Word for word, repeat every record.

=== Section Start ===

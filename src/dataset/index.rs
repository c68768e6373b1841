// src/dataset/index.rs

use csv::ReaderBuilder;
use std::{collections::HashMap, io::Read};
use tracing::{debug, trace};

use super::record::Record;
use crate::text::normalize;

/// Normalized title → row, plus every normalized title in the order it was
/// first seen.
///
/// When two rows normalize to the same title the later row replaces the
/// earlier one, but the title keeps its original position in `titles`.
#[derive(Debug, Default)]
pub struct DatasetIndex {
    rows_by_title: HashMap<String, Record>,
    titles: Vec<String>,
}

impl DatasetIndex {
    /// Parse a headed CSV stream. Rows without a usable `title` cell are
    /// skipped; any CSV or UTF-8 error aborts the whole build.
    pub fn from_reader<R: Read>(reader: R) -> Result<Self, csv::Error> {
        let mut rdr = ReaderBuilder::new()
            .has_headers(true)
            .flexible(true)
            .from_reader(reader);
        let headers = rdr.headers()?.clone();

        let mut index = Self::default();
        let mut skipped = 0usize;
        for result in rdr.records() {
            let row = result?;
            if !index.insert(Record::from_csv(&headers, &row)) {
                skipped += 1;
            }
        }

        debug!(
            titles = index.titles.len(),
            skipped, "indexed dataset rows"
        );
        Ok(index)
    }

    pub fn from_records(records: impl IntoIterator<Item = Record>) -> Self {
        let mut index = Self::default();
        for record in records {
            index.insert(record);
        }
        index
    }

    /// Returns `false` if the row had no title to index under.
    fn insert(&mut self, record: Record) -> bool {
        let title = record.get("title").trim();
        if title.is_empty() {
            return false;
        }
        let key = normalize(title);
        if key.is_empty() {
            trace!(title, "title normalizes to nothing; skipping");
            return false;
        }

        if self.rows_by_title.insert(key.clone(), record).is_none() {
            self.titles.push(key);
        }
        true
    }

    /// Row stored under an already-normalized title.
    pub fn get(&self, normalized_title: &str) -> Option<&Record> {
        self.rows_by_title.get(normalized_title)
    }

    /// Normalized titles in first-seen order.
    pub fn titles(&self) -> &[String] {
        &self.titles
    }

    pub fn len(&self) -> usize {
        self.titles.len()
    }

    pub fn is_empty(&self) -> bool {
        self.titles.is_empty()
    }
}
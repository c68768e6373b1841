pub mod extract;
pub mod normalize;

pub use extract::{extract_title, title_hint};
pub use normalize::normalize;
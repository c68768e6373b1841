pub mod index;
pub mod record;
pub mod source;
pub mod store;

pub use index::DatasetIndex;
pub use record::{get_field, Record};
pub use source::{DatasetId, DatasetSource, FsSource, MemorySource};
pub use store::IndexStore;
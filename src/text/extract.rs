// src/text/extract.rs

use once_cell::sync::Lazy;
use regex::Regex;

/// First `"..."` span in an utterance.
static QUOTED: Lazy<Regex> =
    Lazy::new(|| Regex::new(r#""([^"]+)""#).expect("quoted-title pattern should compile"));

/// Lead-in phrases, checked in this order. Only the first one that prefixes
/// the utterance is removed.
static LEAD_IN_PHRASES: &[&str] = &[
    "tell me about",
    "what is",
    "info for",
    "details for",
    "plot of",
    "duration of",
    "story of",
    "how long is",
];

/// Stripped from both ends of the extracted title.
const EDGE_CHARS: &[char] = &['?', '!', '.', ',', '\'', '"'];

/// Pulls the likely title out of a free-text utterance.
///
/// A double-quoted span wins outright. Otherwise one leading phrase from
/// [`LEAD_IN_PHRASES`] is removed (a single pass: `"what is the plot of up"`
/// becomes `"the plot of up"`) and the remainder is trimmed of whitespace and
/// edge punctuation. The result is lower-cased; an empty string means no
/// title could be extracted.
pub fn extract_title(utterance: &str) -> String {
    let lowered = utterance.to_lowercase();
    let text = lowered.trim();

    if let Some(quoted) = QUOTED.captures(text).and_then(|caps| caps.get(1)) {
        return quoted.as_str().trim().to_string();
    }

    let remainder = LEAD_IN_PHRASES
        .iter()
        .find_map(|phrase| text.strip_prefix(*phrase))
        .unwrap_or(text);

    remainder
        .trim_matches(|c: char| c.is_whitespace() || EDGE_CHARS.contains(&c))
        .to_string()
}

/// Picks the title hint for a request: the pre-extracted slot when it holds
/// any non-whitespace text, otherwise whatever [`extract_title`] finds in the
/// utterance.
///
/// A whitespace-only slot counts as absent, so `Some("  ")` falls back to the
/// utterance rather than yielding an empty hint.
pub fn title_hint(slot: Option<&str>, utterance: &str) -> String {
    match slot {
        Some(s) if !s.trim().is_empty() => s.to_string(),
        _ => extract_title(utterance),
    }
}
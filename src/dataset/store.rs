// src/dataset/store.rs

use once_cell::sync::OnceCell;
use std::{
    collections::HashMap,
    sync::{Arc, PoisonError, RwLock},
    time::Instant,
};
use tracing::{info, warn};

use super::index::DatasetIndex;
use super::source::{DatasetId, DatasetSource, FsSource};
use crate::error::{ResolveError, Result};

type Slot = Arc<OnceCell<Arc<DatasetIndex>>>;

/// Thread-safe cache of dataset → index, each dataset built independently.
///
/// An index is parsed at most once per id, even when several threads ask for
/// it at the same time. A failed build publishes nothing, so the next caller
/// tries again. Entries are never evicted.
pub struct IndexStore {
    source: Arc<dyn DatasetSource>,
    /// Map: dataset id → slot filled once by the first successful build
    map: RwLock<HashMap<DatasetId, Slot>>,
}

impl IndexStore {
    pub fn new(source: Arc<dyn DatasetSource>) -> Self {
        Self {
            source,
            map: RwLock::new(HashMap::new()),
        }
    }

    /// Store reading datasets straight from disk.
    pub fn from_fs() -> Self {
        Self::new(Arc::new(FsSource))
    }

    /// Return the index for `id`, building it on first use.
    pub fn get_index(&self, id: &DatasetId) -> Result<Arc<DatasetIndex>> {
        // 1) Acquire or insert the per-dataset slot
        let slot = {
            let map_r = self.map.read().unwrap_or_else(PoisonError::into_inner);
            if let Some(slot) = map_r.get(id) {
                Arc::clone(slot)
            } else {
                drop(map_r);
                let mut map_w = self.map.write().unwrap_or_else(PoisonError::into_inner);
                Arc::clone(map_w.entry(id.clone()).or_default())
            }
        };

        // 2) Fast-path: already built
        if let Some(index) = slot.get() {
            return Ok(Arc::clone(index));
        }

        // 3) Build under this dataset's slot only; other datasets are not held up
        let index = slot.get_or_try_init(|| self.build(id))?;
        Ok(Arc::clone(index))
    }

    /// `true` once `id` has a fully built index.
    pub fn is_cached(&self, id: &DatasetId) -> bool {
        self.map
            .read()
            .unwrap_or_else(PoisonError::into_inner)
            .get(id)
            .is_some_and(|slot| slot.get().is_some())
    }

    #[tracing::instrument(level = "info", skip(self), fields(dataset = %id))]
    fn build(&self, id: &DatasetId) -> Result<Arc<DatasetIndex>> {
        let start = Instant::now();

        let reader = self.source.open(id).map_err(|e| {
            warn!(error = %e, "cannot open dataset");
            ResolveError::unavailable(id, e)
        })?;
        let index = DatasetIndex::from_reader(reader).map_err(|e| {
            warn!(error = %e, "cannot parse dataset");
            ResolveError::unavailable(id, e)
        })?;

        info!(titles = index.len(), elapsed = ?start.elapsed(), "built title index");
        Ok(Arc::new(index))
    }
}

=== Section End ===

Solution to this problem ->
filename src/dataset/index.rs
repository c68768e6373b1841
// src/dataset/index.rs

use csv::ReaderBuilder;
use std::{collections::HashMap, io::Read};
use tracing::{debug, trace};

use super::record::Record;
use crate::text::normalize;

/// Normalized title → row, plus every normalized title in the order it was
/// first seen.
///
/// When two rows normalize to the same title the later row replaces the
/// earlier one, but the title keeps its original position in `titles`.
#[derive(Debug, Default)]
pub struct DatasetIndex {
    rows_by_title: HashMap<String, Record>,
    titles: Vec<String>,
}

impl DatasetIndex {
    /// Parse a headed CSV stream. Rows without a usable `title` cell are
    /// skipped; any CSV or UTF-8 error aborts the whole build.
    pub fn from_reader<R: Read>(reader: R) -> Result<Self, csv::Error> {
        let mut rdr = ReaderBuilder::new()
            .has_headers(true)
            .flexible(true)
            .from_reader(reader);
        let headers = rdr.headers()?.clone();

        let mut index = Self::default();
        let mut skipped = 0usize;
        for result in rdr.records() {
            let row = result?;
            if !index.insert(Record::from_csv(&headers, &row)) {
                skipped += 1;
            }
        }

        debug!(
            titles = index.titles.len(),
            skipped, "indexed dataset rows"
        );
        Ok(index)
    }

    pub fn from_records(records: impl IntoIterator<Item = Record>) -> Self {
        let mut index = Self::default();
        for record in records {
            index.insert(record);
        }
        index
    }

    /// Returns `false` if the row had no title to index under.
    fn insert(&mut self, record: Record) -> bool {
        let title = record.get("title").trim();
        if title.is_empty() {
            return false;
        }
        let key = normalize(title);
        if key.is_empty() {
            trace!(title, "title normalizes to nothing; skipping");
            return false;
        }

        if self.rows_by_title.insert(key.clone(), record).is_none() {
            self.titles.push(key);
        }
        true
    }

    /// Row stored under an already-normalized title.
    pub fn get(&self, normalized_title: &str) -> Option<&Record> {
        self.rows_by_title.get(normalized_title)
    }

    /// Normalized titles in first-seen order.
    pub fn titles(&self) -> &[String] {
        &self.titles
    }

    pub fn len(&self) -> usize {
        self.titles.len()
    }

    pub fn is_empty(&self) -> bool {
        self.titles.is_empty()
    }
}
repository c68768e6373b1841
pub mod extract;
pub mod normalize;

pub use extract::{extract_title, title_hint};
pub use normalize::normalize;
repository c68768e6373b1841
pub mod index;
pub mod record;
pub mod source;
pub mod store;

pub use index::DatasetIndex;
pub use record::{get_field, Record};
pub use source::{DatasetId, DatasetSource, FsSource, MemorySource};
pub use store::IndexStore;
filename src/text/extract.rs
// src/text/extract.rs

use once_cell::sync::Lazy;
use regex::Regex;

/// First `"..."` span in an utterance.
static QUOTED: Lazy<Regex> =
    Lazy::new(|| Regex::new(r#""([^"]+)""#).expect("quoted-title pattern should compile"));

/// Lead-in phrases, checked in this order. Only the first one that prefixes
/// the utterance is removed.
static LEAD_IN_PHRASES: &[&str] = &[
    "tell me about",
    "what is",
    "info for",
    "details for",
    "plot of",
    "duration of",
    "story of",
    "how long is",
];

/// Stripped from both ends of the extracted title.
const EDGE_CHARS: &[char] = &['?', '!', '.', ',', '\'', '"'];

/// Pulls the likely title out of a free-text utterance.
///
/// A double-quoted span wins outright. Otherwise one leading phrase from
/// [`LEAD_IN_PHRASES`] is removed (a single pass: `"what is the plot of up"`
/// becomes `"the plot of up"`) and the remainder is trimmed of whitespace and
/// edge punctuation. The result is lower-cased; an empty string means no
/// title could be extracted.
pub fn extract_title(utterance: &str) -> String {
    let lowered = utterance.to_lowercase();
    let text = lowered.trim();

    if let Some(quoted) = QUOTED.captures(text).and_then(|caps| caps.get(1)) {
        return quoted.as_str().trim().to_string();
    }

    let remainder = LEAD_IN_PHRASES
        .iter()
        .find_map(|phrase| text.strip_prefix(*phrase))
        .unwrap_or(text);

    remainder
        .trim_matches(|c: char| c.is_whitespace() || EDGE_CHARS.contains(&c))
        .to_string()
}

/// Picks the title hint for a request: the pre-extracted slot when it holds
/// any non-whitespace text, otherwise whatever [`extract_title`] finds in the
/// utterance.
///
/// A whitespace-only slot counts as absent, so `Some("  ")` falls back to the
/// utterance rather than yielding an empty hint.
pub fn title_hint(slot: Option<&str>, utterance: &str) -> String {
    match slot {
        Some(s) if !s.trim().is_empty() => s.to_string(),
        _ => extract_title(utterance),
    }
}
filename src/dataset/store.rs
// src/dataset/store.rs

use once_cell::sync::OnceCell;
use std::{
    collections::HashMap,
    sync::{Arc, PoisonError, RwLock},
    time::Instant,
};
use tracing::{info, warn};

use super::index::DatasetIndex;
use super::source::{DatasetId, DatasetSource, FsSource};
use crate::error::{ResolveError, Result};

type Slot = Arc<OnceCell<Arc<DatasetIndex>>>;

/// Thread-safe cache of dataset → index, each dataset built independently.
///
/// An index is parsed at most once per id, even when several threads ask for
/// it at the same time. A failed build publishes nothing, so the next caller
/// tries again. Entries are never evicted.
pub struct IndexStore {
    source: Arc<dyn DatasetSource>,
    /// Map: dataset id → slot filled once by the first successful build
    map: RwLock<HashMap<DatasetId, Slot>>,
}

impl IndexStore {
    pub fn new(source: Arc<dyn DatasetSource>) -> Self {
        Self {
            source,
            map: RwLock::new(HashMap::new()),
        }
    }

    /// Store reading datasets straight from disk.
    pub fn from_fs() -> Self {
        Self::new(Arc::new(FsSource))
    }

    /// Return the index for `id`, building it on first use.
    pub fn get_index(&self, id: &DatasetId) -> Result<Arc<DatasetIndex>> {
        // 1) Acquire or insert the per-dataset slot
        let slot = {
            let map_r = self.map.read().unwrap_or_else(PoisonError::into_inner);
            if let Some(slot) = map_r.get(id) {
                Arc::clone(slot)
            } else {
                drop(map_r);
                let mut map_w = self.map.write().unwrap_or_else(PoisonError::into_inner);
                Arc::clone(map_w.entry(id.clone()).or_default())
            }
        };

        // 2) Fast-path: already built
        if let Some(index) = slot.get() {
            return Ok(Arc::clone(index));
        }

        // 3) Build under this dataset's slot only; other datasets are not held up
        let index = slot.get_or_try_init(|| self.build(id))?;
        Ok(Arc::clone(index))
    }

    /// `true` once `id` has a fully built index.
    pub fn is_cached(&self, id: &DatasetId) -> bool {
        self.map
            .read()
            .unwrap_or_else(PoisonError::into_inner)
            .get(id)
            .is_some_and(|slot| slot.get().is_some())
    }

    #[tracing::instrument(level = "info", skip(self), fields(dataset = %id))]
    fn build(&self, id: &DatasetId) -> Result<Arc<DatasetIndex>> {
        let start = Instant::now();

        let reader = self.source.open(id).map_err(|e| {
            warn!(error = %e, "cannot open dataset");
            ResolveError::unavailable(id, e)
        })?;
        let index = DatasetIndex::from_reader(reader).map_err(|e| {
            warn!(error = %e, "cannot parse dataset");
            ResolveError::unavailable(id, e)
        })?;

        info!(titles = index.len(), elapsed = ?start.elapsed(), "built title index");
        Ok(Arc::new(index))
    }
}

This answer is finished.